Figure 1.

CD24 is significantly overexpressed in tumors. (A) Expression of CD24 across multiple human cancers (red) compared with corresponding normal tissues (blue) obtained from the UALCAN database. (B) The overall survival curve of human cancers with high and low CD24 expression analyzed by the GEPIA. (C) Expression of PD-L1 and CD24 in BRCA major subclasses via UALCAN database. (D) Expression analysis of PD-L1 and CD24 in human TNBC cells from patients (n=5) where T expansion or no-expansion to anti-PD-1 immunotherapy across single cell sequencing illustrated. (E) Expression of CD24 and PD-L1 on human or mouse tumor cell lines was detected by flow cytometry, gray shading indicates matched isotype controls.

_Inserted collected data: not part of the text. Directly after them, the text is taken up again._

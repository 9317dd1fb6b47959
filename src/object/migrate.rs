// SPDX-License-Identifier: MPL-2.0

//! Object migration between memory regions.
//!
//! Migration allocates donor pages in the destination region, copies
//! live content across (blit engine when healthy, CPU otherwise), and
//! swaps the residency record under the object lock. The object's
//! identity — handle, VMA tree, placement list — never changes, so
//! userspace handles resolve the same object before and after.

use super::{backend, Object};
use crate::{
    mm::region::{AllocFlags, MemoryRegion, RegionKind},
    prelude::*,
    sync::{Fence, WwTransaction},
};

/// Moves `obj`'s residency into `dst`.
///
/// All VMAs must be unbindable: bound mappings are torn down first
/// (resident pages cannot move under the GPU's feet). Fails with
/// `EBUSY` when the pages are pinned and `nowait` forbids waiting;
/// `EDEADLK` propagates for the caller's ww backoff.
pub fn migrate(
    obj: &Arc<Object>,
    txn: &WwTransaction<'_>,
    dst: &Arc<MemoryRegion>,
    nowait: bool,
) -> Result<()> {
    // Unbind every VMA; a pinned one means the object is in active
    // use and the migration loses.
    for vma in obj.vmas() {
        match vma.unbind() {
            Ok(()) => (),
            Err(e) if e.error() == Errno::EAGAIN => {
                return_errno_with_message!(Errno::EBUSY, "mapping is pinned");
            }
            Err(e) => return Err(e),
        }
    }

    let mut st = obj.lock_ww(txn)?;

    if obj.pages_pinned() > 0 {
        if nowait {
            return_errno_with_message!(Errno::EBUSY, "pages are pinned");
        }
        // Bounded wait for transient pins; the production driver
        // parks on the object's resv here.
        let mut spins = 0u32;
        while obj.pages_pinned() > 0 {
            core::hint::spin_loop();
            spins += 1;
            if spins > 1_000_000 {
                return_errno_with_message!(Errno::EBUSY, "pages stayed pinned");
            }
        }
    }

    if let Some(f) = st.migrating.clone() {
        f.wait()?;
        st.migrating = None;
    }

    let Some(old) = st.resident.take() else {
        // Nothing resident: just retarget the backend. The next
        // get_pages lands in the destination.
        st.backend = backend::backend_for(dst, swap_region(&st.backend));
        debug!("object {}: retargeted to {}", obj.id(), dst.name());
        return Ok(());
    };

    if Arc::ptr_eq(&old.region, dst) {
        st.resident = Some(old);
        return Ok(());
    }

    // Donor allocation in the destination.
    let alloc_flags = if obj.flags().contains(super::ObjectFlags::CONTIGUOUS) {
        AllocFlags::CONTIGUOUS
    } else {
        AllocFlags::empty()
    };
    let blocks = match dst.alloc(old.sg.len(), alloc_flags, 0) {
        Ok(b) => b,
        Err(e) => {
            st.resident = Some(old);
            return Err(e);
        }
    };
    let sg = dst.sg_of(&blocks);

    // The copy. A wedged blit engine degrades to the CPU path inside.
    let fence = Fence::new();
    st.migrating = Some(fence.clone());
    backend::copy_between_sg(&old.region, &old.sg, dst, &sg, obj.blit_gt());
    fence.signal();
    st.migrating = None;

    // The body swap: same object, new insides.
    debug!(
        "object {}: migrated {} -> {} ({} bytes)",
        obj.id(),
        old.region.name(),
        dst.name(),
        sg.len()
    );
    old.region.free(old.blocks);
    st.backend = backend::backend_for(dst, swap_region(&st.backend));
    st.resident = Some(backend::Residency {
        region: dst.clone(),
        blocks,
        sg,
    });
    Ok(())
}

/// Carries the swap-shadow region across a backend swap.
fn swap_region(backend: &backend::Backend) -> Option<Arc<MemoryRegion>> {
    match backend {
        backend::Backend::Lmem { swap_to, .. } => swap_to.clone(),
        _ => None,
    }
}

/// Whether migrating `obj` into `dst` is sensible right now.
///
/// The availability heuristic: never migrate into a region that is
/// more than half full, and never "migrate" to where we already are.
pub fn should_migrate(obj: &Object, dst: &Arc<MemoryRegion>) -> bool {
    if !dst.has_migration_headroom() {
        return false;
    }
    match obj.current_region() {
        Some(cur) => !Arc::ptr_eq(&cur, dst),
        None => true,
    }
}

/// Picks the destination a fault or access hint should migrate
/// toward: the first device-local placement of the object.
pub fn preferred_lmem(obj: &Object) -> Option<Arc<MemoryRegion>> {
    obj.placements()
        .iter()
        .find(|r| r.kind() == RegionKind::Lmem)
        .cloned()
}

#[cfg(test)]
mod test {
    use super::*;
    use crate::{
        mm::{
            page_prop::CachePolicy,
            region::MemoryRegion,
            SZ_2M, SZ_4K,
        },
        object::ObjectFlags,
        sync::{ww_retry, WwClass},
    };

    fn regions() -> (Arc<MemoryRegion>, Arc<MemoryRegion>) {
        let lmem = MemoryRegion::new("lmem", RegionKind::Lmem, 0x1_0000_0000, 8 * SZ_2M, SZ_4K);
        let smem = MemoryRegion::new("smem", RegionKind::Smem, 0, 8 * SZ_2M, SZ_4K);
        (lmem, smem)
    }

    #[test]
    fn migration_preserves_content_and_identity() {
        let (lmem, smem) = regions();
        let ww = Arc::new(WwClass::new());
        let obj = Object::create(
            &smem,
            SZ_2M,
            ObjectFlags::empty(),
            CachePolicy::Writeback,
            &ww,
            None,
            None,
        )
        .unwrap();
        let mut st = obj.lock_single();
        obj.pin_pages_locked(&mut st).unwrap();
        drop(st);
        obj.write(0, b"migration test pattern").unwrap();
        obj.write(SZ_2M - 8, &[9u8; 8]).unwrap();
        obj.unpin_pages();

        let id_before = obj.id();
        ww_retry(&ww, |txn| migrate(&obj, txn, &lmem, false)).unwrap();

        assert_eq!(obj.id(), id_before);
        assert_eq!(
            obj.current_region().unwrap().kind(),
            RegionKind::Lmem
        );
        let mut buf = [0u8; 22];
        obj.read(0, &mut buf).unwrap();
        assert_eq!(&buf, b"migration test pattern");
        let mut tail = [0u8; 8];
        obj.read(SZ_2M - 8, &mut tail).unwrap();
        assert_eq!(tail, [9u8; 8]);

        // The source region got its bytes back.
        assert_eq!(smem.avail(), (8 * SZ_2M) as u64);
    }

    #[test]
    fn pinned_pages_fail_nowait_with_ebusy() {
        let (lmem, smem) = regions();
        let ww = Arc::new(WwClass::new());
        let obj = Object::create(
            &smem,
            SZ_4K,
            ObjectFlags::empty(),
            CachePolicy::Writeback,
            &ww,
            None,
            None,
        )
        .unwrap();
        let mut st = obj.lock_single();
        obj.pin_pages_locked(&mut st).unwrap();
        drop(st);

        let err = ww_retry(&ww, |txn| migrate(&obj, txn, &lmem, true)).unwrap_err();
        assert_eq!(err.error(), Errno::EBUSY);
        obj.unpin_pages();
    }

    #[test]
    fn absent_objects_just_retarget() {
        let (lmem, smem) = regions();
        let ww = Arc::new(WwClass::new());
        let obj = Object::create(
            &smem,
            SZ_4K,
            ObjectFlags::empty(),
            CachePolicy::Writeback,
            &ww,
            None,
            None,
        )
        .unwrap();
        ww_retry(&ww, |txn| migrate(&obj, txn, &lmem, true)).unwrap();
        let mut st = obj.lock_single();
        obj.pin_pages_locked(&mut st).unwrap();
        drop(st);
        assert_eq!(obj.current_region().unwrap().kind(), RegionKind::Lmem);
        obj.unpin_pages();
    }

    #[test]
    fn headroom_heuristic() {
        let (lmem, smem) = regions();
        let ww = Arc::new(WwClass::new());
        let obj = Object::create(
            &smem,
            SZ_4K,
            ObjectFlags::empty(),
            CachePolicy::Writeback,
            &ww,
            None,
            None,
        )
        .unwrap();
        assert!(should_migrate(&obj, &lmem));

        // Fill lmem beyond half.
        let hog = lmem.alloc(5 * SZ_2M, crate::mm::region::AllocFlags::empty(), 0).unwrap();
        assert!(!should_migrate(&obj, &lmem));
        lmem.free(hog);
        assert!(should_migrate(&obj, &lmem));
    }
}
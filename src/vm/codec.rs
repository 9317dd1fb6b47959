// SPDX-License-Identifier: MPL-2.0

//! PTE encodings.
//!
//! The bit layout of a page-table entry differs between hardware
//! generations. Each layout is a [`PteCodec`] chosen once when an
//! address space is constructed; nothing outside this module may
//! interpret raw PTE bits.

use bit_field::BitField;

use crate::{
    mm::{
        page_prop::{CachePolicy, PageFlags, PageProperty},
        DeviceAddr, PageSizes, SZ_1G, SZ_2M, SZ_4K, SZ_64K,
    },
    platform::{Platform, PteFormat},
};

/// A decoded leaf entry.
#[derive(Debug, Clone, Copy, PartialEq, Eq)]
pub struct PteFields {
    pub addr: DeviceAddr,
    pub writable: bool,
    pub local: bool,
    pub atomic: bool,
    pub cache: CachePolicy,
    /// Set on 2M/1G entries.
    pub huge: bool,
    /// Set on 64K entries.
    pub ps64: bool,
}

/// Encoder/decoder for one PTE layout generation.
pub trait PteCodec: Send + Sync {
    fn name(&self) -> &'static str;

    /// Page sizes this layout can express.
    fn supported_sizes(&self) -> PageSizes;

    /// Encodes a leaf entry mapping `addr` with the given page size.
    fn encode(&self, addr: DeviceAddr, page_size: usize, prop: PageProperty) -> u64;

    /// Decodes a leaf entry; `None` when the entry is absent.
    fn decode(&self, pte: u64) -> Option<PteFields>;
}

/// Selects the codec for a platform.
pub fn codec_for(platform: &Platform) -> &'static dyn PteCodec {
    match platform.pte_format {
        PteFormat::Legacy => &LegacyPteCodec,
        PteFormat::Flat => &FlatPteCodec,
    }
}

const PTE_PRESENT: usize = 0;
const PTE_WRITABLE: usize = 1;
const PTE_HUGE: usize = 7;
const PTE_PS64: usize = 11;
const PTE_ADDR_RANGE: core::ops::Range<usize> = 12..47;
const PTE_ATOMIC: usize = 59;
const PTE_LOCAL: usize = 60;

fn encode_common(addr: DeviceAddr, page_size: usize, prop: PageProperty) -> u64 {
    debug_assert_eq!(addr % page_size as DeviceAddr, 0);
    let mut pte = 0u64;
    pte.set_bit(PTE_PRESENT, true);
    pte.set_bit(PTE_WRITABLE, prop.flags.contains(PageFlags::W));
    pte.set_bits(PTE_ADDR_RANGE, addr >> 12);
    match page_size {
        SZ_4K => (),
        SZ_64K => {
            pte.set_bit(PTE_PS64, true);
        }
        SZ_2M | SZ_1G => {
            pte.set_bit(PTE_HUGE, true);
        }
        _ => panic!("not a mappable page size"),
    }
    pte.set_bit(PTE_LOCAL, prop.local);
    pte
}

fn decode_common(pte: u64, cache: CachePolicy, atomic: bool) -> Option<PteFields> {
    if !pte.get_bit(PTE_PRESENT) {
        return None;
    }
    Some(PteFields {
        addr: pte.get_bits(PTE_ADDR_RANGE) << 12,
        writable: pte.get_bit(PTE_WRITABLE),
        local: pte.get_bit(PTE_LOCAL),
        atomic,
        cache,
        huge: pte.get_bit(PTE_HUGE),
        ps64: pte.get_bit(PTE_PS64),
    })
}

/// The legacy layout: 4K/64K/2M pages, a 2-bit cache class in bits
/// 3..5, no atomic-enable bit.
pub struct LegacyPteCodec;

const LEGACY_CACHE_RANGE: core::ops::Range<usize> = 3..5;

impl PteCodec for LegacyPteCodec {
    fn name(&self) -> &'static str {
        "legacy"
    }

    fn supported_sizes(&self) -> PageSizes {
        PageSizes::SZ_4K | PageSizes::SZ_64K | PageSizes::SZ_2M
    }

    fn encode(&self, addr: DeviceAddr, page_size: usize, prop: PageProperty) -> u64 {
        debug_assert_ne!(page_size, SZ_1G, "legacy parts cannot map 1G pages");
        let mut pte = encode_common(addr, page_size, prop);
        pte.set_bits(LEGACY_CACHE_RANGE, prop.cache as u64);
        pte
    }

    fn decode(&self, pte: u64) -> Option<PteFields> {
        let cache = cache_from_bits(pte.get_bits(LEGACY_CACHE_RANGE));
        decode_common(pte, cache, false)
    }
}

/// The current layout: adds 1G pages, a 3-bit PAT index in bits 2..5
/// and a device-atomics bit.
pub struct FlatPteCodec;

const FLAT_PAT_RANGE: core::ops::Range<usize> = 2..5;

impl PteCodec for FlatPteCodec {
    fn name(&self) -> &'static str {
        "flat"
    }

    fn supported_sizes(&self) -> PageSizes {
        PageSizes::SZ_4K | PageSizes::SZ_64K | PageSizes::SZ_2M | PageSizes::SZ_1G
    }

    fn encode(&self, addr: DeviceAddr, page_size: usize, prop: PageProperty) -> u64 {
        let mut pte = encode_common(addr, page_size, prop);
        pte.set_bits(FLAT_PAT_RANGE, prop.cache as u64);
        pte.set_bit(PTE_ATOMIC, prop.flags.contains(PageFlags::ATOMIC));
        pte
    }

    fn decode(&self, pte: u64) -> Option<PteFields> {
        let cache = cache_from_bits(pte.get_bits(FLAT_PAT_RANGE));
        decode_common(pte, cache, pte.get_bit(PTE_ATOMIC))
    }
}

fn cache_from_bits(bits: u64) -> CachePolicy {
    match bits {
        0 => CachePolicy::Uncacheable,
        1 => CachePolicy::WriteCombining,
        _ => CachePolicy::Writeback,
    }
}

#[cfg(test)]
mod test {
    use super::*;

    #[test]
    fn round_trip_flat() {
        let codec = FlatPteCodec;
        let prop = PageProperty::new(
            PageFlags::R | PageFlags::W | PageFlags::ATOMIC,
            CachePolicy::Writeback,
            true,
        );
        let pte = codec.encode(0x1_2345_6000, SZ_4K, prop);
        let f = codec.decode(pte).unwrap();
        assert_eq!(f.addr, 0x1_2345_6000);
        assert!(f.writable && f.local && f.atomic);
        assert!(!f.huge && !f.ps64);
        assert_eq!(f.cache, CachePolicy::Writeback);
    }

    #[test]
    fn page_size_marker_bits() {
        let codec = FlatPteCodec;
        let prop = PageProperty::new(PageFlags::R, CachePolicy::Uncacheable, false);
        assert!(codec.decode(codec.encode(0, SZ_64K, prop)).unwrap().ps64);
        assert!(codec
            .decode(codec.encode(SZ_2M as u64, SZ_2M, prop))
            .unwrap()
            .huge);
        assert!(codec
            .decode(codec.encode(SZ_1G as u64, SZ_1G, prop))
            .unwrap()
            .huge);
    }

    #[test]
    fn readonly_mapping_is_not_writable() {
        let codec = LegacyPteCodec;
        let prop = PageProperty::new(PageFlags::R, CachePolicy::WriteCombining, false);
        let f = codec.decode(codec.encode(0x8000, SZ_4K, prop)).unwrap();
        assert!(!f.writable);
        assert!(!f.atomic);
        assert_eq!(f.cache, CachePolicy::WriteCombining);
    }

    #[test]
    fn absent_entry_decodes_to_none() {
        assert!(FlatPteCodec.decode(0).is_none());
        assert!(LegacyPteCodec.decode(0).is_none());
    }
}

Data are presented as means±SEM, and statistical significance was determined by unpaired Student’s t-test. *p<0.05, **p<0.01, ***p<0.001. BLCA, bladder Urothelial Carcinoma; BRCA, breast invasive carcinoma; CESC, cervical squamous cell carcinoma and endocervical adenocarcinoma; CHOL, cholangiocarcinoma; ESCA, esophageal carcinoma; GBM, glioblastoma multiforme; GEPIA, gene expression profiling interactive analysis; KIRC, kidney renal clear cell carcinoma; KIRP, kidney renal papillary cell carcinoma; LIHC, liver hepatocellular carcinoma; LUAD, lung adenocarcinoma; LUSC, lung squamous cell carcinoma; MESO, mesothelioma; PCPG, pheochromocytoma and paraganglioma; PD-1, programmed cell death protein 1; PD-L1, programmed death ligand 1; PRAD, prostate adenocarcinoma; STAD, stomach adenocarcinoma; TNBC, triple negative breast cancer.